Looking at the listing, state how many of its lines contain the string "Result". Write only the number.

> [Information given]
________________________
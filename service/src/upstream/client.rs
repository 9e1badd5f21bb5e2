//! Fetchers for the congress.gov vote API and the ZIP-to-representative
//! lookup.
//!
//! The [`UpstreamFetcher`] trait is the seam between the cache layer and the
//! network. [`HttpUpstreamClient`] talks to the real services; the `mock`
//! module (behind `test-utils`) records calls and replays canned payloads.

use std::time::Duration;

use async_trait::async_trait;
use serde_json::Value;
use thiserror::Error;

use super::request::UpstreamRequest;
use crate::cache::ResourceClass;

/// Failure of a single upstream call. Never cached.
#[derive(Debug, Clone, Error, PartialEq, Eq)]
pub enum UpstreamError {
    /// Upstream answered with a non-success status.
    #[error("{resource_class} upstream returned status {status}")]
    Status {
        resource_class: ResourceClass,
        status: u16,
    },

    /// Body was not the JSON shape we expect.
    #[error("{resource_class} upstream payload malformed: {reason}")]
    Malformed {
        resource_class: ResourceClass,
        reason: String,
    },

    /// No response within the configured bound.
    #[error("{resource_class} upstream timed out")]
    Timeout { resource_class: ResourceClass },

    /// Connection-level failure.
    #[error("{resource_class} upstream request failed: {reason}")]
    Transport {
        resource_class: ResourceClass,
        reason: String,
    },
}

impl UpstreamError {
    #[must_use]
    pub const fn resource_class(&self) -> ResourceClass {
        match self {
            Self::Status { resource_class, .. }
            | Self::Malformed { resource_class, .. }
            | Self::Timeout { resource_class }
            | Self::Transport { resource_class, .. } => *resource_class,
        }
    }

    /// Build a `Malformed` error for `resource_class`.
    pub fn malformed(resource_class: ResourceClass, reason: impl Into<String>) -> Self {
        Self::Malformed {
            resource_class,
            reason: reason.into(),
        }
    }

    fn from_reqwest(resource_class: ResourceClass, err: &reqwest::Error) -> Self {
        if err.is_timeout() {
            Self::Timeout { resource_class }
        } else if err.is_decode() {
            Self::malformed(resource_class, err.to_string())
        } else {
            Self::Transport {
                resource_class,
                reason: err.to_string(),
            }
        }
    }
}

/// Performs one upstream request and returns its JSON body.
#[async_trait]
pub trait UpstreamFetcher: Send + Sync {
    /// Fetch the resource described by `request`. No retries.
    async fn fetch(&self, request: &UpstreamRequest) -> Result<Value, UpstreamError>;
}

/// Connection settings for [`HttpUpstreamClient`].
#[derive(Debug, Clone)]
pub struct UpstreamSettings {
    /// congress.gov v3 base URL, e.g. `https://api.congress.gov/v3`.
    pub congress_base_url: String,
    pub api_key: String,
    /// Base URL of the ZIP lookup service.
    pub rep_lookup_base_url: String,
    /// Congress number used for bill, detail, and member lookups.
    pub congress: u32,
    /// Session used for detail and member lookups.
    pub session: u32,
    /// Upper bound on one request, connect through body.
    pub timeout: Duration,
}

/// HTTP-based implementation of [`UpstreamFetcher`].
pub struct HttpUpstreamClient {
    client: reqwest::Client,
    settings: UpstreamSettings,
}

impl HttpUpstreamClient {
    /// Create a client whose requests are bounded by `settings.timeout`.
    ///
    /// # Errors
    /// Returns an error if the TLS backend cannot be initialised.
    pub fn new(settings: UpstreamSettings) -> Result<Self, reqwest::Error> {
        let client = reqwest::Client::builder()
            .timeout(settings.timeout)
            .build()?;
        Ok(Self { client, settings })
    }

    fn build_request(&self, request: &UpstreamRequest) -> reqwest::RequestBuilder {
        let s = &self.settings;
        let base = s.congress_base_url.trim_end_matches('/');

        match request {
            UpstreamRequest::VoteList {
                congress,
                session,
                limit,
            } => self
                .client
                .get(format!("{base}/house-vote/{congress}/{session}"))
                .query(&[("api_key", s.api_key.as_str()), ("sort", "startedDate desc")])
                .query(&[("limit", limit)]),
            UpstreamRequest::Bill {
                bill_type,
                number,
                endpoint,
            } => self
                .client
                .get(format!(
                    "{base}/bill/{}/{bill_type}/{number}/{}",
                    s.congress,
                    endpoint.as_str()
                ))
                .query(&[("api_key", s.api_key.as_str()), ("format", "json")]),
            UpstreamRequest::VoteDetail { roll } => self
                .client
                .get(format!("{base}/house-vote/{}/{}/{roll}", s.congress, s.session))
                .query(&[("api_key", s.api_key.as_str())]),
            UpstreamRequest::VoteMembers { roll } => self
                .client
                .get(format!(
                    "{base}/house-vote/{}/{}/{roll}/members",
                    s.congress, s.session
                ))
                .query(&[("api_key", s.api_key.as_str())]),
            UpstreamRequest::RepLookup { zip } => self
                .client
                .get(format!(
                    "{}/getall_mems.php",
                    s.rep_lookup_base_url.trim_end_matches('/')
                ))
                .query(&[("zip", zip.as_str()), ("output", "json")]),
        }
    }
}

#[async_trait]
impl UpstreamFetcher for HttpUpstreamClient {
    async fn fetch(&self, request: &UpstreamRequest) -> Result<Value, UpstreamError> {
        let resource_class = request.resource_class();

        let response = self
            .build_request(request)
            .send()
            .await
            .map_err(|e| UpstreamError::from_reqwest(resource_class, &e))?;

        let status = response.status();
        if !status.is_success() {
            tracing::warn!(%resource_class, status = status.as_u16(), "upstream returned error status");
            return Err(UpstreamError::Status {
                resource_class,
                status: status.as_u16(),
            });
        }

        let body = response
            .bytes()
            .await
            .map_err(|e| UpstreamError::from_reqwest(resource_class, &e))?;

        let value: Value = serde_json::from_slice(&body)
            .map_err(|e| UpstreamError::malformed(resource_class, e.to_string()))?;

        if !value.is_object() {
            return Err(UpstreamError::malformed(
                resource_class,
                "expected a JSON object",
            ));
        }

        Ok(value)
    }
}

#[cfg(any(test, feature = "test-utils"))]
#[allow(
    clippy::expect_used,
    clippy::missing_panics_doc,
    clippy::must_use_candidate
)]
pub mod mock {
    //! Mock fetcher for unit and integration tests.

    use std::collections::HashMap;
    use std::sync::Mutex;
    use std::time::Duration;

    use super::{async_trait, UpstreamError, UpstreamFetcher, UpstreamRequest, Value};

    /// Replays canned payloads keyed by request cache key and records every
    /// call. Requests with no configured response fail with status 404.
    #[derive(Default)]
    pub struct MockUpstream {
        responses: Mutex<HashMap<String, Result<Value, UpstreamError>>>,
        calls: Mutex<Vec<UpstreamRequest>>,
        delay: Mutex<Option<Duration>>,
    }

    impl MockUpstream {
        pub fn new() -> Self {
            Self::default()
        }

        /// Answer `request` with `payload` on every call.
        pub fn respond(&self, request: &UpstreamRequest, payload: Value) {
            self.responses
                .lock()
                .expect("lock poisoned")
                .insert(request.cache_key(), Ok(payload));
        }

        /// Fail `request` with `error` on every call.
        pub fn fail(&self, request: &UpstreamRequest, error: UpstreamError) {
            self.responses
                .lock()
                .expect("lock poisoned")
                .insert(request.cache_key(), Err(error));
        }

        /// Sleep this long inside every fetch before answering.
        pub fn set_delay(&self, delay: Duration) {
            *self.delay.lock().expect("lock poisoned") = Some(delay);
        }

        /// All requests seen so far, in call order.
        pub fn calls(&self) -> Vec<UpstreamRequest> {
            self.calls.lock().expect("lock poisoned").clone()
        }

        /// How many times `request` reached the mock.
        pub fn call_count(&self, request: &UpstreamRequest) -> usize {
            self.calls
                .lock()
                .expect("lock poisoned")
                .iter()
                .filter(|seen| *seen == request)
                .count()
        }
    }

    #[async_trait]
    impl UpstreamFetcher for MockUpstream {
        async fn fetch(&self, request: &UpstreamRequest) -> Result<Value, UpstreamError> {
            self.calls
                .lock()
                .expect("lock poisoned")
                .push(request.clone());

            let delay = *self.delay.lock().expect("lock poisoned");
            if let Some(delay) = delay {
                tokio::time::sleep(delay).await;
            }

            self.responses
                .lock()
                .expect("lock poisoned")
                .get(&request.cache_key())
                .cloned()
                .unwrap_or_else(|| {
                    Err(UpstreamError::Status {
                        resource_class: request.resource_class(),
                        status: 404,
                    })
                })
        }
    }
}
________________________
> [Response to this exercise] 5